In this article we focus on the relationship between the sales force and the customer.
Customer relationship as the core of the Agile Manifesto
The relationship with the customer was particularly important to the fathers of the agile movement and is therefore dealt with in detail in the Agile Manifesto. The highest priority is therefore customer satisfaction. This is achieved primarily through three types of behavior:
- The close involvement of the customer in the development process and the frequent delivery of manageable services whose quality and usability the customer can immediately check.
- Through the continuous creation of added value. In the Agile Manifesto, the added value for the customer consists in the delivery of “valuable” software (functions), because it was originally written with software development in mind.
- By making reflection on one’s own actions and the continuous improvement of quality central goals, because only by doing so can one learn to work efficiently. The Agile Manifesto describes efficient working with the expression “Simplicity – the art of maximising the amount of work not done”.

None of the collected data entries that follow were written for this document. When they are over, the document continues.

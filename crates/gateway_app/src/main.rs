mod cli;
mod config;
mod effects;
mod gateway;
mod logging;
mod transport;

use std::time::Duration;

use anyhow::Context;
use clap::Parser;
use gateway_engine::EngineHandle;

use crate::cli::Cli;
use crate::config::{GatewayConfig, TransportConfig};
use crate::effects::EffectRunner;
use crate::gateway::Gateway;
use crate::transport::{SerialTransport, TcpTransport};

fn main() -> anyhow::Result<()> {
    let cli = Cli::parse();
    let config = GatewayConfig::from_cli(&cli)?;
    logging::initialize(config.log_destination, config.level_filter()?, &config.log_file);

    let engine =
        EngineHandle::new(config.engine_config()).context("failed to start fetch engine")?;
    let runner = EffectRunner::new(engine);
    let poll_timeout = Duration::from_millis(config.poll_timeout_ms);

    match &config.transport {
        TransportConfig::Serial { path, baud_rate } => {
            let transport = SerialTransport::open(path, *baud_rate, poll_timeout)
                .with_context(|| format!("failed to open serial port {path}"))?;
            Gateway::new(transport, runner, config.timing()).run()
        }
        TransportConfig::Tcp { listen } => {
            let transport = TcpTransport::bind(listen, poll_timeout)
                .with_context(|| format!("failed to listen on {listen}"))?;
            Gateway::new(transport, runner, config.timing()).run()
        }
    }
}
//! Runtime settings, loaded from a RON file and overridden by CLI flags.

use std::fs;
use std::path::{Path, PathBuf};
use std::str::FromStr;
use std::time::Duration;

use gateway_engine::{EngineConfig, FetchSettings, DEFAULT_USER_AGENT};
use log::LevelFilter;
use serde::{Deserialize, Serialize};

use crate::cli::Cli;
use crate::logging::LogDestination;

#[derive(Debug, thiserror::Error)]
pub enum ConfigError {
    #[error("failed to read config {path:?}: {source}")]
    Read {
        path: PathBuf,
        source: std::io::Error,
    },
    #[error("failed to parse config {path:?}: {source}")]
    Parse {
        path: PathBuf,
        source: ron::error::SpannedError,
    },
    #[error("unknown log level {0:?}")]
    LogLevel(String),
}

#[derive(Debug, Clone, PartialEq, Eq, Serialize, Deserialize)]
pub enum TransportConfig {
    Serial { path: String, baud_rate: u32 },
    Tcp { listen: String },
}

impl Default for TransportConfig {
    fn default() -> Self {
        TransportConfig::Serial {
            path: "/dev/ttyUSB0".to_string(),
            baud_rate: 9600,
        }
    }
}

#[derive(Debug, Clone, PartialEq, Eq, Serialize, Deserialize)]
#[serde(default)]
pub struct GatewayConfig {
    pub transport: TransportConfig,
    /// Pause after every write so a slow device can keep up.
    pub write_delay_ms: u64,
    /// Pause between `CONNECT` and the first menu.
    pub connect_delay_ms: u64,
    /// How long a single read waits for input.
    pub poll_timeout_ms: u64,
    pub idle_sleep_ms: u64,
    pub feed_timeout_secs: u64,
    pub page_timeout_secs: u64,
    pub user_agent: String,
    pub max_page_bytes: u64,
    pub log_level: String,
    pub log_destination: LogDestination,
    pub log_file: PathBuf,
}

impl Default for GatewayConfig {
    fn default() -> Self {
        Self {
            transport: TransportConfig::default(),
            write_delay_ms: 50,
            connect_delay_ms: 500,
            poll_timeout_ms: 100,
            idle_sleep_ms: 10,
            feed_timeout_secs: 10,
            page_timeout_secs: 15,
            user_agent: DEFAULT_USER_AGENT.to_string(),
            max_page_bytes: 2 * 1024 * 1024,
            log_level: "info".to_string(),
            log_destination: LogDestination::Both,
            log_file: PathBuf::from("./gateway.log"),
        }
    }
}

impl GatewayConfig {
    pub fn load(path: &Path) -> Result<Self, ConfigError> {
        let content = fs::read_to_string(path).map_err(|source| ConfigError::Read {
            path: path.to_path_buf(),
            source,
        })?;
        let config: GatewayConfig = ron::from_str(&content).map_err(|source| ConfigError::Parse {
            path: path.to_path_buf(),
            source,
        })?;
        config.level_filter()?;
        Ok(config)
    }

    /// Loads the file named on the command line (if any) and applies the flags on top.
    pub fn from_cli(cli: &Cli) -> Result<Self, ConfigError> {
        let config = match &cli.config {
            Some(path) => Self::load(path)?,
            None => Self::default(),
        };
        Ok(config.with_overrides(cli))
    }

    pub fn with_overrides(mut self, cli: &Cli) -> Self {
        if let Some(listen) = &cli.tcp {
            self.transport = TransportConfig::Tcp {
                listen: listen.clone(),
            };
        }
        if let Some(path) = &cli.serial {
            let baud_rate = match &self.transport {
                TransportConfig::Serial { baud_rate, .. } => *baud_rate,
                TransportConfig::Tcp { .. } => 9600,
            };
            self.transport = TransportConfig::Serial {
                path: path.clone(),
                baud_rate,
            };
        }
        if let (Some(baud), TransportConfig::Serial { baud_rate, .. }) =
            (cli.baud, &mut self.transport)
        {
            *baud_rate = baud;
        }
        if let Some(level) = &cli.log_level {
            self.log_level = level.clone();
        }
        if let Some(file) = &cli.log_file {
            self.log_file = file.clone();
            self.log_destination = LogDestination::Both;
        }
        self
    }

    pub fn level_filter(&self) -> Result<LevelFilter, ConfigError> {
        LevelFilter::from_str(&self.log_level)
            .map_err(|_| ConfigError::LogLevel(self.log_level.clone()))
    }

    pub fn engine_config(&self) -> EngineConfig {
        let base = FetchSettings {
            user_agent: self.user_agent.clone(),
            max_bytes: self.max_page_bytes,
            ..FetchSettings::default()
        };
        EngineConfig {
            feed: FetchSettings {
                request_timeout: Duration::from_secs(self.feed_timeout_secs),
                ..base.clone()
            },
            page: FetchSettings {
                request_timeout: Duration::from_secs(self.page_timeout_secs),
                ..base
            },
        }
    }

    pub fn timing(&self) -> Timing {
        Timing {
            write_delay: Duration::from_millis(self.write_delay_ms),
            connect_delay: Duration::from_millis(self.connect_delay_ms),
            idle_sleep: Duration::from_millis(self.idle_sleep_ms),
        }
    }
}

/// Pacing used by the polling loop.
#[derive(Debug, Clone, Copy, PartialEq, Eq)]
pub struct Timing {
    pub write_delay: Duration,
    pub connect_delay: Duration,
    pub idle_sleep: Duration,
}

impl Timing {
    pub fn immediate() -> Self {
        Self {
            write_delay: Duration::ZERO,
            connect_delay: Duration::ZERO,
            idle_sleep: Duration::ZERO,
        }
    }
}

Three examples of agile implementation
Three examples illustrate how organisations are implementing the key points of the Agile Manifesto listed above:
The example of proposal preparation
While joint product development with customers and partners is now standard practice at many companies – think, for example, of Hilti, Villeroy & Boch or the numerous special-purpose machine manufacturers in the automotive value-added chain – this method of working known as “co-creation” is not yet very widespread in the sales forces. Large companies in particular use a highly structured sales and quotation process. The account manager identifies the customer’s requirements or, in the worst case, reacts when a request for quotation flutters on the table. A quotation is then created and presented to the customer. Often there are separate departments that create the quotations for the customer in a perfect form. The process is thoroughly organised, optimised by division of labour and spares the salesperson the details of preparing the offer. However, this has a decisive disadvantage: once the offer is fully formulated and is in the hands of the customer, the train has left the station in terms of content. The possibility of involving the customer in the development of content-related options in the sense of value selling is completed when the fully formulated offer is submitted.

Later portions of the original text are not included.